10.1016/j.apsb.2022.02.009
- Author:
Tingting YANG
1
;
Yuzhu HU
1
;
Junming MIAO
1
;
Jing CHEN
1
;
Jiagang LIU
1
;
Yongzhong CHENG
1
;
Xiang GAO
1
Author Information
1. Department of Neurosurgery and Institute of Neurosurgery, State Key Laboratory of Biotherapy and Cancer Center, West China Hospital, West China Medical School, Sichuan University and Collaborative Innovation Center for Biotherapy, Chengdu 610041, China.

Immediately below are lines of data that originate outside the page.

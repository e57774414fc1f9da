//! Backup CLI commands
//!
//! Implements CLI commands for backup management.

use clap::Subcommand;
use std::path::Path;

use crate::backup::{BackupManager, BackupMetadata};
use crate::config::paths::ProjectPaths;
use crate::config::settings::Settings;
use crate::display::{format_backup_details, format_backup_list};
use crate::error::{GuardError, GuardResult};

/// Backup subcommands
#[derive(Subcommand)]
pub enum BackupCommands {
    /// Create a new backup of the state directory
    Create {
        /// Why the backup is being taken
        #[arg(short, long, default_value = "manual")]
        reason: String,
    },

    /// List all available backups (details with --verbose)
    List,

    /// Show information about a specific backup
    Info {
        /// Backup name or path (use 'latest' for most recent)
        backup: String,
    },

    /// Restore the state directory from a backup
    Restore {
        /// Backup name or path (use 'latest' for most recent)
        backup: String,

        /// Skip confirmation prompt
        #[arg(short, long)]
        force: bool,
    },

    /// Delete a backup
    Delete {
        /// Backup name or path
        backup: String,

        /// Skip confirmation prompt
        #[arg(short, long)]
        force: bool,
    },
}

/// Handle a backup command
pub fn handle_backup_command(
    paths: &ProjectPaths,
    settings: &Settings,
    cmd: BackupCommands,
    verbose: bool,
) -> GuardResult<()> {
    let manager = BackupManager::new(paths.clone(), settings);

    match cmd {
        BackupCommands::Create { reason } => {
            println!("Creating backup...");
            let backup_path = manager.create_backup(&reason)?;
            println!("Backup created: {}", file_name(&backup_path));
            println!("Location: {}", backup_path.display());
        }

        BackupCommands::List => {
            let backups = manager.list_backups()?;
            print!("{}", format_backup_list(&backups, verbose, chrono::Utc::now()));
        }

        BackupCommands::Info { backup } => {
            let metadata = resolve_backup(&manager, &backup)?;
            print!("{}", format_backup_details(&metadata));
        }

        BackupCommands::Restore { backup, force } => {
            let metadata = resolve_backup(&manager, &backup)?;

            println!("Backup Information");
            println!("==================");
            println!("Name: {}", metadata.name());
            println!(
                "Created: {}",
                metadata.timestamp.format("%Y-%m-%d %H:%M:%S UTC")
            );
            println!("Reason: {}", metadata.reason);
            println!("Files: {}", metadata.file_count);
            println!();

            if !force {
                println!("WARNING: This will replace the entire state directory!");
                println!("To proceed, run again with --force flag:");
                println!("  stateguard backup restore {} --force", backup);
                return Ok(());
            }

            // Keep the current state unless the extra backup would prune the one being restored
            if paths.is_initialized() && survives_one_more(&manager, &metadata)? {
                println!("Creating backup of current state before restore...");
                let pre_restore = manager.create_backup("pre_restore")?;
                println!("Pre-restore backup saved: {}", file_name(&pre_restore));
                println!();
            }

            println!("Restoring from backup...");
            manager.restore_backup(&metadata.backup_path)?;
            println!("Restore complete!");
        }

        BackupCommands::Delete { backup, force } => {
            let metadata = resolve_backup(&manager, &backup)?;

            if !force {
                println!("This will permanently delete {}.", metadata.name());
                println!("To proceed, run again with --force flag:");
                println!("  stateguard backup delete {} --force", backup);
                return Ok(());
            }

            manager.delete_backup(&metadata.backup_path)?;
            println!("Deleted backup {}.", metadata.name());
        }
    }

    Ok(())
}

/// Resolve a backup identifier to its metadata
fn resolve_backup(manager: &BackupManager, backup: &str) -> GuardResult<BackupMetadata> {
    // Handle "latest" keyword
    if backup.eq_ignore_ascii_case("latest") {
        return manager
            .get_latest_backup()?
            .ok_or_else(|| GuardError::backup_not_found("latest"));
    }

    // A full path resolves by its directory name
    let name = Path::new(backup)
        .file_name()
        .map(|s| s.to_string_lossy().to_string())
        .unwrap_or_else(|| backup.to_string());

    manager
        .get_backup(&name)?
        .ok_or_else(|| GuardError::backup_not_found(backup))
}

/// Whether `backup` would still exist after one more backup is created
fn survives_one_more(manager: &BackupManager, backup: &BackupMetadata) -> GuardResult<bool> {
    let backups = manager.list_backups()?;
    let position = backups
        .iter()
        .position(|b| b.backup_path == backup.backup_path)
        .unwrap_or(backups.len());
    Ok(position + 1 < manager.max_backups())
}

fn file_name(path: &Path) -> String {
    path.file_name()
        .map(|s| s.to_string_lossy().to_string())
        .unwrap_or_else(|| path.display().to_string())
}
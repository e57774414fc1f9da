//! Configuration module for stateguard
//!
//! This module provides configuration management including:
//! - Project-relative path resolution
//! - Settings persistence

pub mod paths;
pub mod settings;

pub use paths::ProjectPaths;
pub use settings::Settings;
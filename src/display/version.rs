//! Compatibility result display formatting

use crate::version::{CompatibilityAction, CompatibilityResult, CompatibilityStatus};

/// Format a compatibility check for the terminal
pub fn format_compatibility(result: &CompatibilityResult) -> String {
    let mut output = String::new();

    output.push_str(&format!("Status:  {}\n", status_label(result)));
    output.push_str(&format!("Action:  {}\n", action_label(result.action)));
    if let Some(from) = &result.from_version {
        output.push_str(&format!("From:    {}\n", from));
    }
    if let Some(to) = &result.to_version {
        output.push_str(&format!("To:      {}\n", to));
    }
    output.push_str(&format!("\n{}\n", result.message));

    if !result.migrations.is_empty() {
        output.push_str("\nMigrations:\n");
        for (i, id) in result.migrations.iter().enumerate() {
            output.push_str(&format!("  {}. {}\n", i + 1, id));
        }
    }

    output
}

fn status_label(result: &CompatibilityResult) -> &'static str {
    match result.status {
        CompatibilityStatus::Compatible => "Compatible",
        CompatibilityStatus::NeedsMigration => "Needs migration",
        CompatibilityStatus::Incompatible => "Incompatible",
    }
}

fn action_label(action: CompatibilityAction) -> &'static str {
    match action {
        CompatibilityAction::Continue => "continue",
        CompatibilityAction::Migrate => "migrate",
        CompatibilityAction::Initialize => "initialize",
        CompatibilityAction::Error => "error",
    }
}
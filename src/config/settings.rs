//! Settings for stateguard
//!
//! Holds the tool version, the compatibility floor, backup retention and the
//! expectations the health check audits against. A `Settings` value is
//! constructed explicitly and handed to each component; nothing reads it
//! from global state.

use serde::{Deserialize, Serialize};

use super::paths::ProjectPaths;
use crate::error::{GuardError, GuardResult};
use crate::storage::file_io::{read_json_required, write_json_atomic};
use crate::version::SemanticVersion;

/// Settings for one stateguard project
#[derive(Debug, Clone, Serialize, Deserialize)]
pub struct Settings {
    /// Version of the running tool. The three version fields belong to the
    /// binary: `save` does not write them and `load_or_default` ignores them.
    #[serde(skip, default = "default_tool_version")]
    pub tool_version: String,

    /// Oldest stored version that can still be migrated
    #[serde(skip, default = "default_min_compatible_version")]
    pub min_compatible_version: String,

    /// Released versions, oldest first. Their major.minor pairs are the
    /// boundaries a stored project has to be migrated across.
    #[serde(skip, default = "default_known_releases")]
    pub known_releases: Vec<String>,

    /// Number of backups kept per project
    #[serde(default = "default_max_backups")]
    pub max_backups: usize,

    /// Datastore file name inside the state directory
    #[serde(default = "default_database_file")]
    pub database_file: String,

    /// Files besides the datastore that must exist inside the state directory
    #[serde(default = "default_required_files")]
    pub required_files: Vec<String>,

    /// Tables that must exist in the datastore
    #[serde(default = "default_required_tables")]
    pub required_tables: Vec<String>,

    /// Agents the agent catalog must provide
    #[serde(default = "default_expected_agents")]
    pub expected_agents: Vec<String>,
}

fn default_tool_version() -> String {
    env!("CARGO_PKG_VERSION").to_string()
}

fn default_min_compatible_version() -> String {
    "0.9.0".to_string()
}

fn default_known_releases() -> Vec<String> {
    ["0.9.0", "0.10.0", "1.0.0", "1.1.0"]
        .iter()
        .map(|s| s.to_string())
        .collect()
}

fn default_max_backups() -> usize {
    5
}

fn default_database_file() -> String {
    "state.db".to_string()
}

fn default_required_files() -> Vec<String> {
    vec!["version.txt".to_string()]
}

fn default_required_tables() -> Vec<String> {
    ["schema_version", "workflow_runs", "step_results", "agent_invocations"]
        .iter()
        .map(|s| s.to_string())
        .collect()
}

fn default_expected_agents() -> Vec<String> {
    ["planner", "implementer", "reviewer"]
        .iter()
        .map(|s| s.to_string())
        .collect()
}

impl Default for Settings {
    fn default() -> Self {
        Self {
            tool_version: default_tool_version(),
            min_compatible_version: default_min_compatible_version(),
            known_releases: default_known_releases(),
            max_backups: default_max_backups(),
            database_file: default_database_file(),
            required_files: default_required_files(),
            required_tables: default_required_tables(),
            expected_agents: default_expected_agents(),
        }
    }
}

impl Settings {
    /// Default settings with a specific tool version
    pub fn for_tool_version(version: impl Into<String>) -> Self {
        Self {
            tool_version: version.into(),
            ..Self::default()
        }
    }

    /// Load settings from disk, or fall back to defaults if the file doesn't exist
    pub fn load_or_default(paths: &ProjectPaths) -> GuardResult<Self> {
        let settings_path = paths.settings_file();

        let settings = if settings_path.exists() {
            read_json_required::<Settings, _>(&settings_path).map_err(|e| {
                GuardError::Config(format!("Failed to load settings file: {}", e))
            })?
        } else {
            Settings::default()
        };

        settings.validate()?;
        Ok(settings)
    }

    /// Save settings to disk
    pub fn save(&self, paths: &ProjectPaths) -> GuardResult<()> {
        self.validate()?;
        write_json_atomic(paths.settings_file(), self)
    }

    /// Check that every version string parses and retention keeps something
    pub fn validate(&self) -> GuardResult<()> {
        self.tool_version()?;
        self.min_compatible_version()?;
        self.known_releases()?;

        if self.max_backups == 0 {
            return Err(GuardError::Config(
                "max_backups must be at least 1".into(),
            ));
        }
        if self.database_file.trim().is_empty() {
            return Err(GuardError::Config("database_file cannot be empty".into()));
        }

        Ok(())
    }

    /// Every file the state directory must hold, datastore first
    pub fn required_state_files(&self) -> Vec<String> {
        let mut files = vec![self.database_file.clone()];
        for file in &self.required_files {
            if !files.contains(file) {
                files.push(file.clone());
            }
        }
        files
    }

    /// Parsed running tool version
    pub fn tool_version(&self) -> GuardResult<SemanticVersion> {
        self.tool_version.parse()
    }

    /// Parsed compatibility floor
    pub fn min_compatible_version(&self) -> GuardResult<SemanticVersion> {
        self.min_compatible_version.parse()
    }

    /// Parsed known releases, sorted oldest first
    pub fn known_releases(&self) -> GuardResult<Vec<SemanticVersion>> {
        let mut releases = self
            .known_releases
            .iter()
            .map(|v| v.parse())
            .collect::<GuardResult<Vec<SemanticVersion>>>()?;
        releases.sort();
        Ok(releases)
    }
}
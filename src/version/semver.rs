//! Semantic version parsing
//!
//! Accepts `MAJOR.MINOR.PATCH`, optionally prefixed with `v` and optionally
//! followed by `-prerelease`. The prerelease tag is kept for display but
//! takes no part in equality or ordering.

use std::cmp::Ordering;
use std::fmt;
use std::str::FromStr;

use serde::{Deserialize, Deserializer, Serialize, Serializer};

use crate::error::GuardError;

/// A `major.minor.patch` triple
#[derive(Debug, Clone)]
pub struct SemanticVersion {
    pub major: u64,
    pub minor: u64,
    pub patch: u64,
    /// Text after the first `-`, if any
    pub prerelease: Option<String>,
}

impl SemanticVersion {
    pub fn new(major: u64, minor: u64, patch: u64) -> Self {
        Self {
            major,
            minor,
            patch,
            prerelease: None,
        }
    }

    /// The version assumed for projects that predate the version marker
    pub fn legacy() -> Self {
        Self::new(0, 0, 0)
    }

    /// `(major, minor)` pair, the unit of compatibility
    pub fn major_minor(&self) -> (u64, u64) {
        (self.major, self.minor)
    }

    /// Same major and minor; patch differences never matter
    pub fn same_series(&self, other: &SemanticVersion) -> bool {
        self.major_minor() == other.major_minor()
    }

    fn triple(&self) -> (u64, u64, u64) {
        (self.major, self.minor, self.patch)
    }
}

impl FromStr for SemanticVersion {
    type Err = GuardError;

    fn from_str(input: &str) -> Result<Self, Self::Err> {
        let fail = |reason: &str| GuardError::VersionParse {
            input: input.to_string(),
            reason: reason.to_string(),
        };

        let trimmed = input.trim();
        let unprefixed = trimmed.strip_prefix('v').unwrap_or(trimmed);

        let (core, prerelease) = match unprefixed.split_once('-') {
            Some((_, "")) => return Err(fail("prerelease suffix after '-' is empty")),
            Some((core, rest)) => (core, Some(rest.to_string())),
            None => (unprefixed, None),
        };

        let parts: Vec<&str> = core.split('.').collect();
        if parts.len() != 3 {
            return Err(fail("expected MAJOR.MINOR.PATCH"));
        }

        let mut numbers = [0u64; 3];
        for (slot, part) in numbers.iter_mut().zip(&parts) {
            if part.is_empty() || !part.bytes().all(|b| b.is_ascii_digit()) {
                return Err(fail("components must be non-negative integers"));
            }
            *slot = part
                .parse()
                .map_err(|_| fail("component is out of range"))?;
        }

        Ok(Self {
            major: numbers[0],
            minor: numbers[1],
            patch: numbers[2],
            prerelease,
        })
    }
}

impl fmt::Display for SemanticVersion {
    fn fmt(&self, f: &mut fmt::Formatter<'_>) -> fmt::Result {
        write!(f, "{}.{}.{}", self.major, self.minor, self.patch)?;
        if let Some(pre) = &self.prerelease {
            write!(f, "-{}", pre)?;
        }
        Ok(())
    }
}

impl PartialEq for SemanticVersion {
    fn eq(&self, other: &Self) -> bool {
        self.triple() == other.triple()
    }
}

impl Eq for SemanticVersion {}

impl PartialOrd for SemanticVersion {
    fn partial_cmp(&self, other: &Self) -> Option<Ordering> {
        Some(self.cmp(other))
    }
}

impl Ord for SemanticVersion {
    fn cmp(&self, other: &Self) -> Ordering {
        self.triple().cmp(&other.triple())
    }
}

impl Serialize for SemanticVersion {
    fn serialize<S: Serializer>(&self, serializer: S) -> Result<S::Ok, S::Error> {
        serializer.collect_str(self)
    }
}

impl<'de> Deserialize<'de> for SemanticVersion {
    fn deserialize<D: Deserializer<'de>>(deserializer: D) -> Result<Self, D::Error> {
        let raw = String::deserialize(deserializer)?;
        raw.parse().map_err(serde::de::Error::custom)
    }
}
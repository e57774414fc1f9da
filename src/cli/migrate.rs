//! Migration CLI commands

use clap::Subcommand;

use crate::config::paths::ProjectPaths;
use crate::config::settings::Settings;
use crate::display::format_migration_status;
use crate::error::GuardResult;
use crate::migration::{builtin, MigrationLock, MigrationRunner};

/// Migration subcommands
#[derive(Subcommand)]
pub enum MigrateCommands {
    /// Show applied and pending schema migrations
    Status,

    /// Apply all pending schema migrations
    Run,

    /// Revert schema migrations newer than TARGET
    Rollback {
        /// Schema version to roll back to (0 reverts everything)
        target: i64,

        /// Skip confirmation prompt
        #[arg(short, long)]
        force: bool,
    },

    /// Remove a migration lock left behind by a crashed process
    Unlock {
        /// Skip confirmation prompt
        #[arg(short, long)]
        force: bool,
    },
}

/// Handle a migrate command
pub fn handle_migrate_command(
    paths: &ProjectPaths,
    settings: &Settings,
    cmd: MigrateCommands,
) -> GuardResult<()> {
    let runner = MigrationRunner::new(paths.clone(), settings);
    let migrations = builtin::migrations();

    match cmd {
        MigrateCommands::Status => {
            let current = runner.current_version()?;
            let applied = runner.applied_migrations()?;
            let pending = runner.pending(&migrations)?;
            print!("{}", format_migration_status(current, &applied, &pending));
        }

        MigrateCommands::Run => {
            let applied = runner.run_migrations(&migrations)?;
            if applied.is_empty() {
                println!("Schema is up to date (version {}).", runner.current_version()?);
            } else {
                println!("Applied {} migration(s): {:?}", applied.len(), applied);
                println!("Schema version: {}", runner.current_version()?);
            }
        }

        MigrateCommands::Rollback { target, force } => {
            let current = runner.current_version()?;
            if target >= current {
                println!("Nothing to roll back (schema version {}).", current);
                return Ok(());
            }

            if !force {
                println!(
                    "WARNING: This will revert schema version {} down to {}.",
                    current, target
                );
                println!("To proceed, run again with --force flag:");
                println!("  stateguard migrate rollback {} --force", target);
                return Ok(());
            }

            let reverted = runner.rollback_migration(target, &migrations)?;
            println!("Reverted {} migration(s): {:?}", reverted.len(), reverted);
            println!("Schema version: {}", runner.current_version()?);
        }

        MigrateCommands::Unlock { force } => {
            if !paths.lock_file().exists() {
                println!("No migration lock held.");
                return Ok(());
            }

            match MigrationLock::holder(paths) {
                Some(info) => println!(
                    "Lock held by '{}' (pid {}) since {}",
                    info.operation,
                    info.pid,
                    info.created_at.format("%Y-%m-%d %H:%M:%S UTC")
                ),
                None => println!("Lock file {} is unreadable", paths.lock_file().display()),
            }

            if !force {
                println!("Only remove the lock if that process is no longer running.");
                println!("To proceed, run again with --force flag:");
                println!("  stateguard migrate unlock --force");
                return Ok(());
            }

            if MigrationLock::force_release(paths)? {
                println!("Migration lock removed.");
            }
        }
    }

    Ok(())
}
//! Backup system for stateguard
//!
//! Full, timestamped copies of a project's state directory with a fixed
//! retention cap and restore support.
//!
//! # Architecture
//!
//! - `manager`: creates, lists, deletes and prunes backups
//! - `restore`: replaces the state directory with a backup
//! - `guard`: runs a destructive operation behind a backup and restores it
//!   on failure
//!
//! # Backup Format
//!
//! ```text
//! <project>/.state-backups/backup_20250101_120000_123456/
//!   .state/                 full copy of the state directory
//!   backup_metadata.json    timestamp, tool_version, reason, file_count,
//!                           files, backup_path
//! ```
//!
//! # Example
//!
//! ```rust,ignore
//! use stateguard::backup::BackupManager;
//! use stateguard::config::{ProjectPaths, Settings};
//!
//! let paths = ProjectPaths::new()?;
//! let settings = Settings::load_or_default(&paths)?;
//! let backups = BackupManager::new(paths, &settings);
//!
//! let backup_path = backups.create_backup("manual")?;
//! backups.restore_backup(&backup_path)?;
//! ```

mod guard;
mod manager;
mod restore;

pub use manager::{BackupManager, BackupMetadata, BACKUP_PREFIX, METADATA_FILE};
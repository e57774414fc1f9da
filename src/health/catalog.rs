//! Workflow and agent catalogs consulted by the health check
//!
//! The health check only needs to know whether definitions load. The
//! filesystem implementations read them from the state directory.

use std::fs;
use std::path::{Path, PathBuf};

use serde::Deserialize;

use crate::error::{GuardError, GuardResult};

/// A workflow definition as stored on disk
#[derive(Debug, Clone, Deserialize)]
pub struct WorkflowDefinition {
    pub name: String,
    #[serde(default)]
    pub description: Option<String>,
    #[serde(default)]
    pub steps: Vec<serde_yaml::Value>,
}

/// Source of workflow definitions
pub trait WorkflowCatalog {
    fn list_workflows(&self) -> GuardResult<Vec<WorkflowDefinition>>;
}

/// Source of agent names
pub trait AgentCatalog {
    fn list_agents(&self) -> GuardResult<Vec<String>>;
}

/// Reads `*.yaml` / `*.yml` workflow files from a directory
#[derive(Debug, Clone)]
pub struct FsWorkflowCatalog {
    dir: PathBuf,
}

impl FsWorkflowCatalog {
    pub fn new(dir: impl Into<PathBuf>) -> Self {
        Self { dir: dir.into() }
    }
}

impl WorkflowCatalog for FsWorkflowCatalog {
    fn list_workflows(&self) -> GuardResult<Vec<WorkflowDefinition>> {
        let mut workflows = Vec::new();
        for path in sorted_entries(&self.dir, "Workflow directory")? {
            let is_yaml = matches!(
                path.extension().and_then(|e| e.to_str()),
                Some("yaml") | Some("yml")
            );
            if !is_yaml {
                continue;
            }

            let contents = fs::read_to_string(&path)
                .map_err(|e| GuardError::Io(format!("Failed to read {}: {}", path.display(), e)))?;
            let workflow: WorkflowDefinition = serde_yaml::from_str(&contents).map_err(|e| {
                GuardError::Validation(format!("Invalid workflow {}: {}", path.display(), e))
            })?;
            workflows.push(workflow);
        }
        Ok(workflows)
    }
}

/// Treats every file in a directory as one agent, named by its file stem
#[derive(Debug, Clone)]
pub struct FsAgentCatalog {
    dir: PathBuf,
}

impl FsAgentCatalog {
    pub fn new(dir: impl Into<PathBuf>) -> Self {
        Self { dir: dir.into() }
    }
}

impl AgentCatalog for FsAgentCatalog {
    fn list_agents(&self) -> GuardResult<Vec<String>> {
        Ok(sorted_entries(&self.dir, "Agent directory")?
            .iter()
            .filter(|p| p.is_file())
            .filter_map(|p| p.file_stem().and_then(|s| s.to_str()).map(String::from))
            .collect())
    }
}

fn sorted_entries(dir: &Path, entity_type: &'static str) -> GuardResult<Vec<PathBuf>> {
    if !dir.is_dir() {
        return Err(GuardError::NotFound {
            entity_type,
            identifier: dir.display().to_string(),
        });
    }
    let mut entries = fs::read_dir(dir)
        .map_err(|e| GuardError::Io(format!("Failed to read {}: {}", dir.display(), e)))?
        .filter_map(|e| e.ok())
        .map(|e| e.path())
        .collect::<Vec<_>>();
    entries.sort();
    Ok(entries)
}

- Publication Type:Journal Article
- Keywords:
ARV-825;
BRD4;
Glioma;
M2 macrophage;
Micelle
- From:
Acta Pharmaceutica Sinica B
2022;12(6):2658-2671
- CountryChina
- Language:English
-
Abstract:
Glioma is a primary aggressive brain tumor with high recurrence rate. The poor efficiency of chemotherapeutic drugs crossing the blood‒brain barrier (BBB) is well-known as one of the main challenges for anti-glioma therapy. Moreover, massive infiltrated tumor-associated macrophages (TAMs) in glioma further thwart the drug efficacy. Herein, a therapeutic nanosystem (SPP-ARV-825) is constructed by incorporating the BRD4-degrading proteolytic targeting chimera (PROTAC) ARV-825 into the complex micelle (SPP) composed of substance P (SP) peptide-modified poly(ethylene glycol)-poly(d,l-lactic acid)(SP-PEG-PDLLA) and methoxy poly(ethylene glycol)-poly(d,l-lactic acid) (mPEG-PDLLA, PP), which could penetrate BBB and target brain tumor. Subsequently, released drug engenders antitumor effect via attenuating cells proliferation, inducing cells apoptosis and suppressing M2 macrophages polarization through the inhibition of IRF4 promoter transcription and phosphorylation of STAT6, STAT3 and AKT. Taken together, our work demonstrates the versatile role and therapeutic efficacy of SPP-ARV-825 micelle against glioma, which may provide a novel strategy for glioma therapy in future.